WHAT YOU ARE ASKED TO DO:
Reproduce verbatim only the lines from the one containing "fn all_subjects(&self, context: &EvaluationContext)" through the last line below, both included.

········

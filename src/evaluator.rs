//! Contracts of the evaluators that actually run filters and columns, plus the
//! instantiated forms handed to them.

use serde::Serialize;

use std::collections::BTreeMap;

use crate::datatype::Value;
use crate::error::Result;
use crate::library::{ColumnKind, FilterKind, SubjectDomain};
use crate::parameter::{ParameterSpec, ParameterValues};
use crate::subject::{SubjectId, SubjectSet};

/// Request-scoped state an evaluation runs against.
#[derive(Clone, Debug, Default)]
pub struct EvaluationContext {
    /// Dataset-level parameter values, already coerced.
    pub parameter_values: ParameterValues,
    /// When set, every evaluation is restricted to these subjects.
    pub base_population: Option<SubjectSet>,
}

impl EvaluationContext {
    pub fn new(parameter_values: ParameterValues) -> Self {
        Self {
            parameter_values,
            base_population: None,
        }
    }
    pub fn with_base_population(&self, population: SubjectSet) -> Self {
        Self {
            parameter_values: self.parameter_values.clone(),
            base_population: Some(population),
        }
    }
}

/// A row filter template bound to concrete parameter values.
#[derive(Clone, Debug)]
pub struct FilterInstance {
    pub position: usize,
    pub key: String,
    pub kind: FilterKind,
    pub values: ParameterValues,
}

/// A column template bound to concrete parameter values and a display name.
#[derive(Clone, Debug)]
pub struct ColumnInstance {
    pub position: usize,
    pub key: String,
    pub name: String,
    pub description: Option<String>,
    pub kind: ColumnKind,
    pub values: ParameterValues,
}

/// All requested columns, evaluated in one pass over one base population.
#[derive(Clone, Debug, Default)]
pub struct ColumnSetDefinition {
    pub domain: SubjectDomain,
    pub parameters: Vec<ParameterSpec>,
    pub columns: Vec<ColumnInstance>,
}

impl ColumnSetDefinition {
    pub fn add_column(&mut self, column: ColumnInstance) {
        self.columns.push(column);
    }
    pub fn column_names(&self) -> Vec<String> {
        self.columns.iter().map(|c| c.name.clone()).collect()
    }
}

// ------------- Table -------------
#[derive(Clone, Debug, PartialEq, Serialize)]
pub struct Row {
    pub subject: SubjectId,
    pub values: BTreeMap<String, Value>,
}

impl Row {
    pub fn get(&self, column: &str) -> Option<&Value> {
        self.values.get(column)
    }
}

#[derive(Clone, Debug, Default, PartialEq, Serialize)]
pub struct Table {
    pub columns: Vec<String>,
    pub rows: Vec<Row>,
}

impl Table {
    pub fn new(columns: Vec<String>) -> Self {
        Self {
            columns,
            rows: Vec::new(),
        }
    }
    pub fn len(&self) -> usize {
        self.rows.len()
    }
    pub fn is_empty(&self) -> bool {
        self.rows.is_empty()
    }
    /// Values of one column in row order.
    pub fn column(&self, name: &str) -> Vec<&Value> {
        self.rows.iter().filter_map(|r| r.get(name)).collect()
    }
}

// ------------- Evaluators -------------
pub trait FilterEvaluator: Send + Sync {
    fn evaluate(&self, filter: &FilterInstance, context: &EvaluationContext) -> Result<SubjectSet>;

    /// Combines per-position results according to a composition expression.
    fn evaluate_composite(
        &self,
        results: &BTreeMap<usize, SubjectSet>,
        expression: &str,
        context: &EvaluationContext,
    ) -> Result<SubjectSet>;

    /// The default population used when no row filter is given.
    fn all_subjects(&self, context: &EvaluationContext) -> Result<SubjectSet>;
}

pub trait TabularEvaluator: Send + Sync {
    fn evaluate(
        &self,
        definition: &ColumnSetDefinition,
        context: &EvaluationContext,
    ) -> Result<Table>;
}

········

SOLUTION FOR THIS TASK:
    fn all_subjects(&self, context: &EvaluationContext) -> Result<SubjectSet>;
}

pub trait TabularEvaluator: Send + Sync {
    fn evaluate(
        &self,
        definition: &ColumnSetDefinition,
        context: &EvaluationContext,
    ) -> Result<Table>;
}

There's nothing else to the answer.